> _WORK ITEM_
Whenever a line in the entries below contains the string "CommitResult", copy that line.

---- TASK DATA

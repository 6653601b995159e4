use chrono::{DateTime, Local};
use serde::{Deserialize, Serialize};
use std::fmt;

use crate::error::{ControlError, ErrorKind};

/// The four operator-controlled process quantities, in commit order.
#[derive(Debug, Clone, Copy, PartialEq, Eq, Hash, PartialOrd, Ord, Serialize, Deserialize)]
#[serde(rename_all = "lowercase")]
pub enum Quantity {
    Voltage,
    Current,
    Flow,
    Temperature,
}

impl Quantity {
    /// Fixed dispatch order within one commit.
    pub const ALL: [Quantity; 4] = [
        Quantity::Voltage,
        Quantity::Current,
        Quantity::Flow,
        Quantity::Temperature,
    ];

    pub fn unit(self) -> &'static str {
        match self {
            Quantity::Voltage => "V",
            Quantity::Current => "mA",
            Quantity::Flow => "mL/min",
            Quantity::Temperature => "°C",
        }
    }
}

impl fmt::Display for Quantity {
    fn fmt(&self, f: &mut fmt::Formatter<'_>) -> fmt::Result {
        let name = match self {
            Quantity::Voltage => "voltage",
            Quantity::Current => "current",
            Quantity::Flow => "flow",
            Quantity::Temperature => "temperature",
        };
        write!(f, "{name}")
    }
}

impl TryFrom<&str> for Quantity {
    type Error = ControlError;

    fn try_from(value: &str) -> Result<Self, Self::Error> {
        match value.trim().to_lowercase().as_str() {
            "voltage" | "v" => Ok(Quantity::Voltage),
            "current" | "i" => Ok(Quantity::Current),
            "flow" | "f" => Ok(Quantity::Flow),
            "temperature" | "temp" | "t" => Ok(Quantity::Temperature),
            other => Err(ControlError::Config(format!("Unknown quantity: {other}"))),
        }
    }
}

/// Inclusive validity range for a quantity.
#[derive(Debug, Clone, Copy, PartialEq, Serialize, Deserialize)]
pub struct ValidRange {
    pub min: f64,
    pub max: f64,
}

impl ValidRange {
    pub fn new(min: f64, max: f64) -> Self {
        Self { min, max }
    }

    pub fn contains(&self, value: f64) -> bool {
        value.is_finite() && value >= self.min && value <= self.max
    }
}

/// Last-committed state of one quantity.
#[derive(Debug, Clone, PartialEq)]
pub struct QuantitySetting {
    pub quantity: Quantity,
    pub committed_value: f64,
    pub valid_range: ValidRange,
    pub unit: &'static str,
    /// True once a value has been applied to hardware since the last reset.
    pub has_been_set: bool,
}

impl QuantitySetting {
    pub fn new(quantity: Quantity, valid_range: ValidRange) -> Self {
        Self {
            quantity,
            committed_value: 0.0,
            valid_range,
            unit: quantity.unit(),
            has_been_set: false,
        }
    }
}

/// One field of a commit request. `None` or blank text means "no change requested".
#[derive(Debug, Clone, PartialEq)]
pub struct CandidateEdit {
    pub quantity: Quantity,
    pub raw_text: Option<String>,
}

impl CandidateEdit {
    pub fn new(quantity: Quantity, raw_text: impl Into<String>) -> Self {
        Self {
            quantity,
            raw_text: Some(raw_text.into()),
        }
    }

    pub fn unchanged(quantity: Quantity) -> Self {
        Self {
            quantity,
            raw_text: None,
        }
    }

    /// Trimmed text, or `None` when the field was left empty.
    pub fn text(&self) -> Option<&str> {
        self.raw_text
            .as_deref()
            .map(str::trim)
            .filter(|t| !t.is_empty())
    }
}

#[derive(Debug, Clone, Copy, PartialEq, Eq)]
pub enum SkipReason {
    /// Empty field on the first commit since standby.
    FirstCommit,
    /// Empty field for a quantity that has never been applied.
    NeverSet,
}

/// Per-quantity result of a commit.
#[derive(Debug, Clone, PartialEq)]
pub enum Outcome {
    Applied(f64),
    Refreshed(f64),
    Skipped(SkipReason),
    Rejected { text: String },
    /// The instrument write failed; the store keeps its previous value.
    Failed { kind: ErrorKind, message: String },
}

impl Outcome {
    pub fn is_skipped(&self) -> bool {
        matches!(self, Outcome::Skipped(_))
    }

    pub fn is_rejected(&self) -> bool {
        matches!(self, Outcome::Rejected { .. })
    }
}

#[derive(Debug, Clone, PartialEq, Default)]
pub struct CommitResult {
    pub outcomes: Vec<(Quantity, Outcome)>,
    /// Auxiliary write failures that did not change a quantity's outcome.
    pub warnings: Vec<String>,
}

impl CommitResult {
    pub fn push(&mut self, quantity: Quantity, outcome: Outcome) {
        self.outcomes.push((quantity, outcome));
    }

    pub fn get(&self, quantity: Quantity) -> Option<&Outcome> {
        self.outcomes
            .iter()
            .find(|(q, _)| *q == quantity)
            .map(|(_, outcome)| outcome)
    }
}

/// Coarse lifecycle phase of the control session.
#[derive(Debug, Clone, Copy, PartialEq, Eq, Default, Serialize, Deserialize)]
pub enum RunState {
    #[default]
    Standby,
    Initializing,
    Running,
    Terminating,
}

impl fmt::Display for RunState {
    fn fmt(&self, f: &mut fmt::Formatter<'_>) -> fmt::Result {
        let name = match self {
            RunState::Standby => "Standby",
            RunState::Initializing => "Initializing",
            RunState::Running => "Running",
            RunState::Terminating => "Terminating",
        };
        write!(f, "{name}")
    }
}

/// One poll tick worth of read-back and derived values.
///
/// `None` means the reading was unavailable this tick; it is never replaced by zero.
#[derive(Debug, Clone, PartialEq)]
pub struct TelemetrySample {
    pub timestamp: DateTime<Local>,
    /// Stack voltage in V
    pub voltage: Option<f64>,
    /// Stack current in mA
    pub current: Option<f64>,
    /// Stack power in W
    pub power: Option<f64>,
    /// Water resistivity in MΩ
    pub resistivity: Option<f64>,
    /// Commanded flow rate in mL/min
    pub flow: Option<f64>,
    /// Primary heater present value in °C
    pub temperature: Option<f64>,
    pub run_state: RunState,
}

impl TelemetrySample {
    pub fn empty(run_state: RunState) -> Self {
        Self {
            timestamp: Local::now(),
            voltage: None,
            current: None,
            power: None,
            resistivity: None,
            flow: None,
            temperature: None,
            run_state,
        }
    }
}

#[cfg(test)]
mod tests {
    use super::*;

    #[test]
    fn blank_edit_text_counts_as_unchanged() {
        assert_eq!(CandidateEdit::new(Quantity::Flow, "   ").text(), None);
        assert_eq!(CandidateEdit::unchanged(Quantity::Flow).text(), None);
        assert_eq!(CandidateEdit::new(Quantity::Flow, " 12 ").text(), Some("12"));
    }

    #[test]
    fn range_rejects_nan_and_bounds() {
        let range = ValidRange::new(0.0, 100.0);
        assert!(range.contains(0.0));
        assert!(range.contains(100.0));
        assert!(!range.contains(100.01));
        assert!(!range.contains(f64::NAN));
    }

    #[test]
    fn quantity_names_parse() {
        assert_eq!(Quantity::try_from("Temp").unwrap(), Quantity::Temperature);
        assert!(Quantity::try_from("pressure").is_err());
    }
}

--------

> _SOLVED PROBLEM_
pub struct CommitResult {
impl CommitResult {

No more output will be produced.